--- Information provided ---

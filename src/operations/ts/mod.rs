//! Time-series operations.

pub mod fetch;
#[cfg(test)]
mod test {
    use super::*;
    use crate::proto::kv::RpbListBucketsResp;
    use crate::proto::{code, RpbErrorResp};
    use crate::queue::Delivery;
    use std::time::Duration;

    /// Collects bucket names; done when a message says so.
    struct Names;

    impl CoreOperation for Names {
        type Message = RpbListBucketsResp;
        type Response = Vec<String>;
        type Info = &'static str;

        const NAME: &'static str = "names";
        const RESPONSE_CODE: u8 = code::LIST_BUCKETS_RESP;

        fn request(&self) -> RequestMessage {
            RequestMessage::new(code::LIST_BUCKETS_REQ, &RpbListBucketsResp::default(), None)
        }

        fn is_done(&self, message: &Self::Message) -> bool {
            message.done()
        }

        fn convert(&self, messages: Vec<Self::Message>) -> Result<Self::Response, Error> {
            let mut names = Vec::new();
            for message in &messages {
                names.extend(self.convert_chunk(message)?);
            }
            Ok(names)
        }

        fn query_info(&self) -> Self::Info {
            "names"
        }
    }

    impl StreamingCoreOperation for Names {
        fn convert_chunk(&self, message: &Self::Message) -> Result<Self::Response, Error> {
            message
                .buckets
                .iter()
                .map(|name| {
                    String::from_utf8(name.clone()).map_err(|err| Error::protocol(err.to_string()))
                })
                .collect()
        }

        fn is_empty_chunk(&self, chunk: &Self::Response) -> bool {
            chunk.is_empty()
        }
    }

    fn chunk(names: &[&str], done: bool) -> ResponseMessage {
        ResponseMessage::encode(
            code::LIST_BUCKETS_RESP,
            &RpbListBucketsResp {
                buckets: names.iter().map(|name| name.as_bytes().to_vec()).collect(),
                done: Some(done),
            },
        )
    }

    fn streaming(
        mode: StreamMode,
    ) -> (
        Box<dyn WireOperation>,
        OperationFuture<Vec<String>, &'static str>,
        Option<ResultQueue<Vec<String>>>,
    ) {
        let Operation::Streaming(mut op) = Operation::streaming(Names, mode) else {
            unreachable!("built as a streaming operation");
        };
        let results = op.take_results();
        let (wire, future) = op.into_parts();
        (wire, future, results)
    }

    #[test]
    fn buffering_aggregates_every_message() {
        let (mut wire, future, results) = streaming(StreamMode::Buffer);
        assert!(results.is_none());

        assert_eq!(wire.on_message(chunk(&["b1"], false)), Progress::Continue);
        assert_eq!(wire.on_message(chunk(&["b2", "b3"], false)), Progress::Continue);
        assert!(!future.is_done());
        assert_eq!(wire.on_message(chunk(&[], true)), Progress::Done);

        assert_eq!(
            future.outcome(),
            Some(Ok(Completed {
                response: vec!["b1".to_owned(), "b2".to_owned(), "b3".to_owned()],
                info: "names",
            }))
        );
    }

    #[test]
    fn streaming_preserves_arrival_order() {
        let (mut wire, future, results) = streaming(StreamMode::Stream(EmptyChunks::Suppress));
        let mut results = results.expect("streamed results");

        let batches: Vec<Vec<String>> = (0..5).map(|n| vec![format!("b{n}")]).collect();
        for (n, batch) in batches.iter().enumerate() {
            let names: Vec<&str> = batch.iter().map(String::as_str).collect();
            let progress = wire.on_message(chunk(&names, n == batches.len() - 1));
            assert_eq!(progress == Progress::Done, n == batches.len() - 1);
        }

        for batch in &batches {
            assert_eq!(results.recv(), Delivery::Chunk(batch.clone()));
        }
        assert_eq!(results.recv(), Delivery::Finished);
        // The aggregate still completes, with nothing buffered.
        assert_eq!(future.outcome().map(|o| o.map(|c| c.response)), Some(Ok(vec![])));
    }

    #[test]
    fn empty_final_chunk_is_forwarded_by_default() {
        let (mut wire, _future, results) = streaming(StreamMode::Stream(EmptyChunks::default()));
        let results = results.expect("streamed results");

        let _progress = wire.on_message(chunk(&["b1"], false));
        let _progress = wire.on_message(chunk(&["b2", "b3"], false));
        let _progress = wire.on_message(chunk(&[], true));

        let chunks: Vec<_> = results.collect();
        assert_eq!(
            chunks,
            [
                Ok(vec!["b1".to_owned()]),
                Ok(vec!["b2".to_owned(), "b3".to_owned()]),
                Ok(vec![]),
            ]
        );
    }

    #[test]
    fn empty_final_chunk_can_be_suppressed() {
        let (mut wire, _future, results) = streaming(StreamMode::Stream(EmptyChunks::Suppress));
        let results = results.expect("streamed results");

        let _progress = wire.on_message(chunk(&["b1"], false));
        let _progress = wire.on_message(chunk(&["b2", "b3"], false));
        let _progress = wire.on_message(chunk(&[], true));

        let chunks: Vec<_> = results.collect();
        assert_eq!(
            chunks,
            [
                Ok(vec!["b1".to_owned()]),
                Ok(vec!["b2".to_owned(), "b3".to_owned()]),
            ]
        );
    }

    #[test]
    fn messages_after_completion_are_ignored() {
        let Operation::Unary(op) = Operation::unary(Names) else {
            unreachable!("built as a unary operation");
        };
        let (mut wire, future) = op.into_parts();

        assert_eq!(wire.on_message(chunk(&["only"], false)), Progress::Continue);
        assert_eq!(wire.on_message(chunk(&["last"], true)), Progress::Done);
        assert_eq!(wire.on_message(chunk(&["extra"], true)), Progress::Done);
        wire.on_failure(Error::transport("late"));

        assert!(wire.is_finished());
        assert_eq!(
            future.outcome().map(|o| o.map(|c| c.response)),
            Some(Ok(vec!["only".to_owned(), "last".to_owned()]))
        );
    }

    #[test]
    fn unparsable_message_abandons_the_exchange() {
        let (mut wire, future, results) = streaming(StreamMode::Stream(EmptyChunks::Forward));
        let results = results.expect("streamed results");

        let _progress = wire.on_message(chunk(&["b1"], false));
        let garbage = ResponseMessage::new(code::LIST_BUCKETS_RESP, vec![0xff_u8]);
        let progress = wire.on_message(garbage);
        assert_eq!(progress, Progress::Abandon);

        assert!(matches!(future.outcome(), Some(Err(Error::Protocol(_)))));
        let items: Vec<_> = results.collect();
        assert_eq!(items.len(), 2);
        assert_eq!(items[0], Ok(vec!["b1".to_owned()]));
        assert!(matches!(items[1], Err(Error::Protocol(_))));
    }

    #[test]
    fn unexpected_codes_abandon_the_exchange() {
        let (mut wire, future, _results) = streaming(StreamMode::Buffer);
        let progress = wire.on_message(ResponseMessage::new(code::TS_GET_RESP, Vec::<u8>::new()));
        assert_eq!(progress, Progress::Abandon);
        assert!(matches!(future.outcome(), Some(Err(Error::Protocol(_)))));
    }

    #[test]
    fn rejected_chunks_fail_the_operation_but_drain_the_exchange() {
        let (mut wire, future, results) = streaming(StreamMode::Stream(EmptyChunks::Forward));
        let results = results.expect("streamed results");

        let invalid = ResponseMessage::encode(
            code::LIST_BUCKETS_RESP,
            &RpbListBucketsResp {
                buckets: vec![vec![0xc3, 0x28]],
                done: Some(false),
            },
        );
        assert_eq!(wire.on_message(invalid), Progress::Continue);
        assert!(matches!(future.outcome(), Some(Err(Error::Protocol(_)))));
        assert_eq!(wire.on_message(chunk(&["b2"], false)), Progress::Continue);
        assert_eq!(wire.on_message(chunk(&[], true)), Progress::Done);

        let items: Vec<_> = results.collect();
        assert_eq!(items.len(), 1);
        assert!(matches!(items[0], Err(Error::Protocol(_))));
    }

    #[test]
    fn unreadable_messages_after_cancellation_abandon_the_exchange() {
        let (mut wire, future, _results) = streaming(StreamMode::Stream(EmptyChunks::Forward));
        assert!(future.cancel());
        let garbage = ResponseMessage::new(code::LIST_BUCKETS_RESP, vec![0xff_u8]);
        let progress = wire.on_message(garbage);
        assert_eq!(progress, Progress::Abandon);
    }

    #[test]
    fn node_errors_fail_the_operation() {
        let (mut wire, future, _results) = streaming(StreamMode::Buffer);
        let progress = wire.on_message(ResponseMessage::encode(
            code::ERROR_RESP,
            &RpbErrorResp {
                errmsg: b"overloaded".to_vec(),
                errcode: 0,
            },
        ));
        assert_eq!(progress, Progress::Done);
        assert_eq!(
            future.outcome().map(|o| o.map(|c| c.response)),
            Some(Err(Error::Server {
                code: 0,
                message: "overloaded".to_owned()
            }))
        );
    }

    #[test]
    fn transport_failure_reaches_queue_consumers() {
        let (mut wire, future, results) = streaming(StreamMode::Stream(EmptyChunks::Forward));
        let mut results = results.expect("streamed results");

        wire.on_failure(Error::transport("connection reset"));
        assert_eq!(
            results.recv(),
            Delivery::Failed(Error::transport("connection reset"))
        );
        assert!(matches!(future.outcome(), Some(Err(Error::Transport(_)))));
    }

    #[test]
    fn dropping_an_unfinished_operation_fails_it() {
        let (wire, future, results) = streaming(StreamMode::Stream(EmptyChunks::Forward));
        let mut results = results.expect("streamed results");
        drop(wire);

        assert!(matches!(future.outcome(), Some(Err(Error::Transport(_)))));
        assert!(matches!(results.recv(), Delivery::Failed(Error::Transport(_))));
    }

    #[test]
    fn cancellation_wakes_a_blocked_consumer_and_stops_delivery() {
        let (mut wire, future, results) = streaming(StreamMode::Stream(EmptyChunks::Forward));
        let mut results = results.expect("streamed results");

        let _progress = wire.on_message(chunk(&["b1"], false));
        let consumer = std::thread::spawn(move || {
            let first = results.recv_timeout(Duration::from_secs(5));
            let second = results.recv_timeout(Duration::from_secs(5));
            (first, second)
        });
        std::thread::sleep(Duration::from_millis(20));

        assert!(future.cancel());
        assert!(!future.cancel());
        // The remaining messages are drained without reaching the consumer.
        assert_eq!(wire.on_message(chunk(&["b2"], false)), Progress::Continue);
        assert_eq!(wire.on_message(chunk(&["b3"], true)), Progress::Done);
        assert!(wire.is_finished());

        let (first, second) = consumer.join().expect("consumer panicked");
        assert_eq!(first, Some(Delivery::Chunk(vec!["b1".to_owned()])));
        assert_eq!(second, Some(Delivery::Failed(Error::Cancelled)));
    }
}
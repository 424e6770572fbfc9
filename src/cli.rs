//! Command-line interface for the Riak client.

use clap::{Parser, Subcommand};
use riak_async::timeseries::Cell;
use std::convert::Infallible;

/// Command-line arguments.
#[derive(Debug, Parser)]
#[command(version, propagate_version = true)]
pub(crate) struct Args {
    /// The address of the node to connect to.
    #[arg(short, long, default_value = "127.0.0.1:8087")]
    pub(crate) addr: String,
    /// How long to wait for a connection, in milliseconds.
    #[arg(long, default_value_t = 30_000)]
    pub(crate) connect_timeout: u64,
    /// The operation to perform.
    #[command(subcommand)]
    pub(crate) command: Command,
}

/// What operation to perform.
#[derive(Debug, Subcommand)]
pub(crate) enum Command {
    /// List the buckets of a bucket type.
    ///
    /// Bucket names are written to stdout, one per line.
    #[clap(alias = "buckets")]
    ListBuckets {
        /// The bucket type to list. The node lists its default type if none is given.
        #[arg(short = 't', long = "type")]
        bucket_type: Option<String>,
        /// Print bucket names as the node sends them rather than once all have arrived.
        #[arg(long)]
        stream: bool,
        /// How long the node may take, in milliseconds.
        #[arg(long)]
        timeout: Option<u64>,
    },
    /// Fetch a row of a time-series table by its primary key.
    ///
    /// The cells of the row are written to stdout, separated by tabs. Nothing is written if there
    /// is no such row.
    #[clap(alias = "fetch")]
    TsFetch {
        /// The table to fetch from.
        table: String,
        /// The values of the primary key, in key column order. Values that parse as integers are
        /// sent as integers, all others as text.
        #[clap(required = true, value_parser = parse_cell)]
        key: Vec<Cell>,
        /// How long the node may take, in milliseconds.
        #[arg(long)]
        timeout: Option<u64>,
    },
}

/// Parse a key value as an integer if possible, otherwise as text.
fn parse_cell(value: &str) -> Result<Cell, Infallible> {
    Ok(value
        .parse::<i64>()
        .map_or_else(|_| Cell::from(value), Cell::from))
}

---

◆ Exercise directions ◆
What you give back must be the stretch above, starting at the line with "What operation to perform." and ending at the line with "all have arrived.", copied exactly.

◆ Finished exercise ◆
/// What operation to perform.
#[derive(Debug, Subcommand)]
pub(crate) enum Command {
    /// List the buckets of a bucket type.
    ///
    /// Bucket names are written to stdout, one per line.
    #[clap(alias = "buckets")]
    ListBuckets {
        /// The bucket type to list. The node lists its default type if none is given.
        #[arg(short = 't', long = "type")]
        bucket_type: Option<String>,
        /// Print bucket names as the node sends them rather than once all have arrived.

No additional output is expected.